WHAT YOU ARE ASKED TO DO:
Each record is to be copied exactly as written.

::: EXTRACTED INFORMATION

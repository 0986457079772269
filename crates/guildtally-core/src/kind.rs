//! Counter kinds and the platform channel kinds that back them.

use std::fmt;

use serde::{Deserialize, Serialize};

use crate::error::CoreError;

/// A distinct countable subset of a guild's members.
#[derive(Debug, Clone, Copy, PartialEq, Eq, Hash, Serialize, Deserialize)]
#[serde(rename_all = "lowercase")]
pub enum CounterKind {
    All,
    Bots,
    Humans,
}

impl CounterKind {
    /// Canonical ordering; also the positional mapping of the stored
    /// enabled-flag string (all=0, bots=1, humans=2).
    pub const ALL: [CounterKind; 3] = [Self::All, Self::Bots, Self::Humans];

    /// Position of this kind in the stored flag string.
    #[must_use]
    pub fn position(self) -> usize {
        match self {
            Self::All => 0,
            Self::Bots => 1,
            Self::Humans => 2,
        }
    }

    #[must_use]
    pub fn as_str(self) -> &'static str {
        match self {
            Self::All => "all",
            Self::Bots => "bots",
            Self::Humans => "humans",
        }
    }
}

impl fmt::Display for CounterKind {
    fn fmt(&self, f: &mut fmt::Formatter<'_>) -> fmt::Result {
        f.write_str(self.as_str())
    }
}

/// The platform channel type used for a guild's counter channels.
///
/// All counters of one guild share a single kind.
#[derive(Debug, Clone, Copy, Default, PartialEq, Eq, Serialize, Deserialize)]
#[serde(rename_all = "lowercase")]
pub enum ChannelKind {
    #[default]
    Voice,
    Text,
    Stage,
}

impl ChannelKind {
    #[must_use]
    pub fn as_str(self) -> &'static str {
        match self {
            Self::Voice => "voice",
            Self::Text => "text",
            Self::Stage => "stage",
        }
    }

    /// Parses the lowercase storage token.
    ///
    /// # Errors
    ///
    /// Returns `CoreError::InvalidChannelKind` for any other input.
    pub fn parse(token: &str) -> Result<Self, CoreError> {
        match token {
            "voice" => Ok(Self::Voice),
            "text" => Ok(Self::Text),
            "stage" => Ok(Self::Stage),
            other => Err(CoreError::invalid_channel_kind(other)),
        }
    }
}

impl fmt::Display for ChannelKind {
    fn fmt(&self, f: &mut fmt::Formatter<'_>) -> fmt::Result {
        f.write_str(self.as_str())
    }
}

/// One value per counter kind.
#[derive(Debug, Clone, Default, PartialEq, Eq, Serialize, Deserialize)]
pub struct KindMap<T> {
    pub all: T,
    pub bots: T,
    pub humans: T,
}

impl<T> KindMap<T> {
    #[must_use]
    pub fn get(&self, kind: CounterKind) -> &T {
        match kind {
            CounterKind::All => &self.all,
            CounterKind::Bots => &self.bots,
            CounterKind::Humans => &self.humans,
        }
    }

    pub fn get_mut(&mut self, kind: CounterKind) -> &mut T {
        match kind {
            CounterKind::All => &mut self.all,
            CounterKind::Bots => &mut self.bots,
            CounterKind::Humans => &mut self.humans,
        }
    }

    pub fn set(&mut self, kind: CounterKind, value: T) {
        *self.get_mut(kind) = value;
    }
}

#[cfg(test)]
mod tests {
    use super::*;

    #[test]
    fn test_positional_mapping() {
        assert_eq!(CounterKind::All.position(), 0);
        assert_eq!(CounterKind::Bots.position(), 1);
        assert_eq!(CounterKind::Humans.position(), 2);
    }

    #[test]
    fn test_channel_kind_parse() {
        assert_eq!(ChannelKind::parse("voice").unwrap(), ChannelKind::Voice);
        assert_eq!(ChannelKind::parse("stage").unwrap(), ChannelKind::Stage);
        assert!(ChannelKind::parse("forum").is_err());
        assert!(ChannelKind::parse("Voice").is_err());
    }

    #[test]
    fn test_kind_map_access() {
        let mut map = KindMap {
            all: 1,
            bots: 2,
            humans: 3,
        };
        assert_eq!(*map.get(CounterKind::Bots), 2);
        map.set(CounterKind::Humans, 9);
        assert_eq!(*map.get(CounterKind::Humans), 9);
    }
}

::::::

ANSWER TO THIS TASK:
repository 0986457079772269
filename crates/guildtally-core/src/kind.rs
//! Counter kinds and the platform channel kinds that back them.

use std::fmt;

use serde::{Deserialize, Serialize};

use crate::error::CoreError;

/// A distinct countable subset of a guild's members.
#[derive(Debug, Clone, Copy, PartialEq, Eq, Hash, Serialize, Deserialize)]
#[serde(rename_all = "lowercase")]
pub enum CounterKind {
    All,
    Bots,
    Humans,
}

impl CounterKind {
    /// Canonical ordering; also the positional mapping of the stored
    /// enabled-flag string (all=0, bots=1, humans=2).
    pub const ALL: [CounterKind; 3] = [Self::All, Self::Bots, Self::Humans];

    /// Position of this kind in the stored flag string.
    #[must_use]
    pub fn position(self) -> usize {
        match self {
            Self::All => 0,
            Self::Bots => 1,
            Self::Humans => 2,
        }
    }

    #[must_use]
    pub fn as_str(self) -> &'static str {
        match self {
            Self::All => "all",
            Self::Bots => "bots",
            Self::Humans => "humans",
        }
    }
}

impl fmt::Display for CounterKind {
    fn fmt(&self, f: &mut fmt::Formatter<'_>) -> fmt::Result {
        f.write_str(self.as_str())
    }
}

/// The platform channel type used for a guild's counter channels.
///
/// All counters of one guild share a single kind.
#[derive(Debug, Clone, Copy, Default, PartialEq, Eq, Serialize, Deserialize)]
#[serde(rename_all = "lowercase")]
pub enum ChannelKind {
    #[default]
    Voice,
    Text,
    Stage,
}

impl ChannelKind {
    #[must_use]
    pub fn as_str(self) -> &'static str {
        match self {
            Self::Voice => "voice",
            Self::Text => "text",
            Self::Stage => "stage",
        }
    }

    /// Parses the lowercase storage token.
    ///
    /// # Errors
    ///
    /// Returns `CoreError::InvalidChannelKind` for any other input.
    pub fn parse(token: &str) -> Result<Self, CoreError> {
        match token {
            "voice" => Ok(Self::Voice),
            "text" => Ok(Self::Text),
            "stage" => Ok(Self::Stage),
            other => Err(CoreError::invalid_channel_kind(other)),
        }
    }
}

impl fmt::Display for ChannelKind {
    fn fmt(&self, f: &mut fmt::Formatter<'_>) -> fmt::Result {
        f.write_str(self.as_str())
    }
}

/// One value per counter kind.
#[derive(Debug, Clone, Default, PartialEq, Eq, Serialize, Deserialize)]
pub struct KindMap<T> {
    pub all: T,
    pub bots: T,
    pub humans: T,
}

impl<T> KindMap<T> {
    #[must_use]
    pub fn get(&self, kind: CounterKind) -> &T {
        match kind {
            CounterKind::All => &self.all,
            CounterKind::Bots => &self.bots,
            CounterKind::Humans => &self.humans,
        }
    }

    pub fn get_mut(&mut self, kind: CounterKind) -> &mut T {
        match kind {
            CounterKind::All => &mut self.all,
            CounterKind::Bots => &mut self.bots,
            CounterKind::Humans => &mut self.humans,
        }
    }

    pub fn set(&mut self, kind: CounterKind, value: T) {
        *self.get_mut(kind) = value;
    }
}

#[cfg(test)]
mod tests {
    use super::*;

    #[test]
    fn test_positional_mapping() {
        assert_eq!(CounterKind::All.position(), 0);
        assert_eq!(CounterKind::Bots.position(), 1);
        assert_eq!(CounterKind::Humans.position(), 2);
    }

    #[test]
    fn test_channel_kind_parse() {
        assert_eq!(ChannelKind::parse("voice").unwrap(), ChannelKind::Voice);
        assert_eq!(ChannelKind::parse("stage").unwrap(), ChannelKind::Stage);
        assert!(ChannelKind::parse("forum").is_err());
        assert!(ChannelKind::parse("Voice").is_err());
    }

    #[test]
    fn test_kind_map_access() {
        let mut map = KindMap {
            all: 1,
            bots: 2,
            humans: 3,
        };
        assert_eq!(*map.get(CounterKind::Bots), 2);
        map.set(CounterKind::Humans, 9);
        assert_eq!(*map.get(CounterKind::Humans), 9);
    }
}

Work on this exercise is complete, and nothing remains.